__Description of the task__
In the listing that follows, find the lines with the string "RawRegion" and report how many there are, without commentary.

Start of Block

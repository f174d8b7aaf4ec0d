//! The viewport controller: the single owner of the current map region.

use std::time::Duration;

use log::{debug, warn};
use serde::{Deserialize, Serialize};
use thiserror::Error;

use crate::projection::Coordinate;

/// Span, in degrees, of the region used when focusing on a single place.
pub const FOCUS_SPAN: f64 = 0.005;

/// Duration of the animated transition issued by [`Viewport::focus_on`].
pub const FOCUS_ANIMATION: Duration = Duration::from_millis(500);

/// Area labels are shown once the latitude span drops below this value.
pub const NAMES_VISIBLE_THRESHOLD: f64 = 0.05;

/// The region shown before anything else has happened: downtown Vancouver.
pub const FALLBACK_CENTER: Coordinate = Coordinate::new(49.2827, -123.1207);

/// Span of the fallback region.
pub const FALLBACK_SPAN: f64 = 0.1;

/// Error returned when a region would have a non-positive span.
#[derive(Error, Debug, Clone, Copy, PartialEq)]
#[error("region spans must be positive, got {lat_span} x {lon_span}")]
pub struct InvalidRegion {
    /// The rejected latitude span.
    pub lat_span: f64,
    /// The rejected longitude span.
    pub lon_span: f64,
}

/// A rectangular map viewport, described by its center and its extent in degrees.
///
/// Both spans are always strictly positive.
#[derive(Clone, Copy, Debug, PartialEq, Serialize, Deserialize)]
#[serde(try_from = "RawRegion")]
pub struct Region {
    center: Coordinate,
    lat_span: f64,
    lon_span: f64,
}

impl Region {
    /// Creates a region, rejecting spans that are not strictly positive (or NaN).
    pub fn new(center: Coordinate, lat_span: f64, lon_span: f64) -> Result<Self, InvalidRegion> {
        if lat_span > 0.0 && lon_span > 0.0 {
            Ok(Self {
                center,
                lat_span,
                lon_span,
            })
        } else {
            Err(InvalidRegion { lat_span, lon_span })
        }
    }

    /// The region shown at startup.
    pub fn fallback() -> Self {
        Self {
            center: FALLBACK_CENTER,
            lat_span: FALLBACK_SPAN,
            lon_span: FALLBACK_SPAN,
        }
    }

    /// The center of the region.
    pub fn center(&self) -> Coordinate {
        self.center
    }

    /// The north-south extent in degrees.
    pub fn lat_span(&self) -> f64 {
        self.lat_span
    }

    /// The east-west extent in degrees.
    pub fn lon_span(&self) -> f64 {
        self.lon_span
    }

    /// Linearly interpolates between two regions. Spans are interpolated in log space so that
    /// zooming feels uniform.
    pub fn lerp(&self, other: &Region, t: f64) -> Region {
        if t <= 0.0 {
            return *self;
        }
        if t >= 1.0 {
            return *other;
        }
        let mix = |a: f64, b: f64| a + (b - a) * t;
        let mix_log = |a: f64, b: f64| (a.ln() + (b.ln() - a.ln()) * t).exp();
        Region {
            center: Coordinate::new(
                mix(self.center.lat, other.center.lat),
                mix(self.center.lon, other.center.lon),
            ),
            lat_span: mix_log(self.lat_span, other.lat_span),
            lon_span: mix_log(self.lon_span, other.lon_span),
        }
    }
}

#[derive(Deserialize)]
struct RawRegion {
    center: Coordinate,
    lat_span: f64,
    lon_span: f64,
}

impl TryFrom<RawRegion> for Region {
    type Error = InvalidRegion;

    fn try_from(raw: RawRegion) -> Result<Self, Self::Error> {
        Region::new(raw.center, raw.lat_span, raw.lon_span)
    }
}

impl Default for Region {
    fn default() -> Self {
        Self::fallback()
    }
}

/// The part of the map renderer the viewport talks to.
pub trait RenderSurface {
    /// Starts an animated transition to `region`. Fire-and-forget: once the surface settles it
    /// reports the region it actually shows through [`Viewport::set_region`].
    fn animate_to_region(&mut self, region: Region, duration: Duration);
}

/// A transition requested by [`Viewport::focus_on`] that has not been handed to a surface yet.
#[derive(Clone, Copy, Debug, PartialEq)]
pub struct Animation {
    /// Where the surface should end up.
    pub target: Region,
    /// How long the transition should take.
    pub duration: Duration,
}

/// Owns the current [`Region`] and derives label visibility from it.
#[derive(Clone, Debug)]
pub struct Viewport {
    region: Region,
    names_threshold: f64,
    animation_duration: Duration,
    pending: Option<Animation>,
}

impl Default for Viewport {
    fn default() -> Self {
        Self::new(Region::fallback(), NAMES_VISIBLE_THRESHOLD, FOCUS_ANIMATION)
    }
}

impl Viewport {
    /// Creates a viewport showing `region`.
    pub fn new(region: Region, names_threshold: f64, animation_duration: Duration) -> Self {
        Self {
            region,
            names_threshold,
            animation_duration,
            pending: None,
        }
    }

    /// The current region.
    pub fn region(&self) -> Region {
        self.region
    }

    /// Replaces the current region. Called with the region reported by the renderer after the
    /// user pans or zooms, or after an animation settles.
    pub fn set_region(&mut self, region: Region) {
        debug!(
            "Region changed to ({:.5}, {:.5}) span {:.5} x {:.5}",
            region.center.lat, region.center.lon, region.lat_span, region.lon_span
        );
        self.region = region;
    }

    /// Centers the viewport on `center` with a square `span`, and queues an animated transition
    /// for the renderer.
    ///
    /// The owned region changes immediately, so [`Viewport::names_visible`] is already consistent
    /// with the target while the animation is still running. A span that is not strictly
    /// positive is replaced with [`FOCUS_SPAN`].
    pub fn focus_on(&mut self, center: Coordinate, span: f64) {
        let region = Region::new(center, span, span).unwrap_or_else(|e| {
            warn!("{e}, focusing with the default span instead");
            Region {
                center,
                lat_span: FOCUS_SPAN,
                lon_span: FOCUS_SPAN,
            }
        });

        self.set_region(region);
        // A newer target supersedes one that was never delivered.
        self.pending = Some(Animation {
            target: region,
            duration: self.animation_duration,
        });
    }

    /// Whether area labels should be drawn. No hysteresis: labels flicker if the span hovers
    /// around the threshold.
    pub fn names_visible(&self) -> bool {
        names_visible(&self.region, self.names_threshold)
    }

    /// The transition waiting to be handed to a renderer, if any.
    pub fn pending_animation(&self) -> Option<&Animation> {
        self.pending.as_ref()
    }

    /// Hands the pending transition, if any, to `surface`. Returns `true` if a command was sent.
    pub fn dispatch(&mut self, surface: &mut dyn RenderSurface) -> bool {
        match self.pending.take() {
            Some(animation) => {
                surface.animate_to_region(animation.target, animation.duration);
                true
            }
            None => false,
        }
    }
}

/// Labels are visible strictly below the threshold.
pub fn names_visible(region: &Region, threshold: f64) -> bool {
    region.lat_span < threshold
}
#![cfg_attr(not(debug_assertions), windows_subsystem = "windows")] // hide console window on Windows in release
#![allow(rustdoc::missing_crate_level_docs)] // it's an example

//! Usage: `cargo run --example park_finder [catalog.json]`
//!
//! Without an argument a small built-in set of parks is shown. The locate button reports a
//! fixed position, since desktops rarely have positioning hardware.

use std::sync::Arc;

use eframe::egui;
use eyre::{Result, eyre};
use park_map_view::{
    Catalog, Coordinate, ParkMap, config::OpenStreetMapConfig,
    location::FixedLocationService,
};

fn main() -> Result<()> {
    env_logger::init();

    let catalog = match std::env::args().nth(1) {
        Some(path) => Catalog::load(path)?,
        None => Catalog::from_json(include_str!("parks.json"))?,
    };

    let options = eframe::NativeOptions {
        viewport: egui::ViewportBuilder::default().with_inner_size([800.0, 600.0]),
        ..Default::default()
    };

    eframe::run_native(
        "Off-leash park finder",
        options,
        Box::new(|_cc| Ok(Box::new(MyApp::new(catalog)))),
    )
    .map_err(|e| eyre!("{e}"))
}

struct MyApp {
    map: ParkMap,
}

impl MyApp {
    fn new(catalog: Catalog) -> Self {
        // Kitsilano, Vancouver.
        let here = Coordinate::new(49.2684, -123.1680);
        let map = ParkMap::new(catalog, OpenStreetMapConfig::default())
            .with_location_service(Arc::new(FixedLocationService::new(here)));
        Self { map }
    }
}

impl eframe::App for MyApp {
    fn update(&mut self, ctx: &egui::Context, _frame: &mut eframe::Frame) {
        egui::SidePanel::left("parks")
            .resizable(false)
            .default_width(220.0)
            .show(ctx, |ui| {
                ui.heading("Parks");
                let areas = self.map.state().catalog().clone();
                let selected = self
                    .map
                    .state()
                    .selection()
                    .selected()
                    .map(|area| area.id);
                for area in areas.iter() {
                    if ui
                        .selectable_label(selected == Some(area.id), area.name.as_str())
                        .clicked()
                    {
                        self.map.state_mut().tap_marker(area.id);
                    }
                }

                ui.separator();
                let snapshot = self.map.state().snapshot();
                ui.label(format!(
                    "Span: {:.4}° x {:.4}°",
                    snapshot.region.lat_span(),
                    snapshot.region.lon_span()
                ));
                if snapshot.selection.is_checked_in() {
                    ui.label("Checked in");
                }
            });

        egui::CentralPanel::default()
            .frame(egui::Frame::NONE)
            .show(ctx, |ui| {
                ui.add(&mut self.map);
            });
    }
}
//! Local stub for the remote link resolver.
//!
//! Real resolution happens in a separate process; this side only hands the
//! URL through untouched so call sites stay stable.

/// Turns a share link into a downloadable one.
pub trait LinkResolver: Send + Sync {
    fn resolve(&self, url: &str) -> String;
}

/// Returns every URL unchanged. Never fails, never does I/O.
#[derive(Debug, Default, Clone, Copy)]
pub struct PassThroughResolver;

impl LinkResolver for PassThroughResolver {
    fn resolve(&self, url: &str) -> String {
        url.to_string()
    }
}

pub fn resolve(url: &str) -> String {
    PassThroughResolver.resolve(url)
}

/// Filename a download of `url` should be saved under.
///
/// Takes the last path segment, ignoring any query or fragment, and falls
/// back to `"download"` when that segment is empty, as it is for a path
/// ending in `/`.
pub fn filename_hint(url: &str) -> String {
    let without_suffix = url.split(['?', '#']).next().unwrap_or("");
    let path = match without_suffix.split_once("://") {
        Some((_, rest)) => rest.split_once('/').map(|(_, p)| p).unwrap_or(""),
        None => without_suffix,
    };
    path.rsplit('/')
        .next()
        .filter(|segment| !segment.is_empty())
        .map(str::to_string)
        .unwrap_or_else(|| "download".to_string())
}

End of Block

__Exercise solution__
4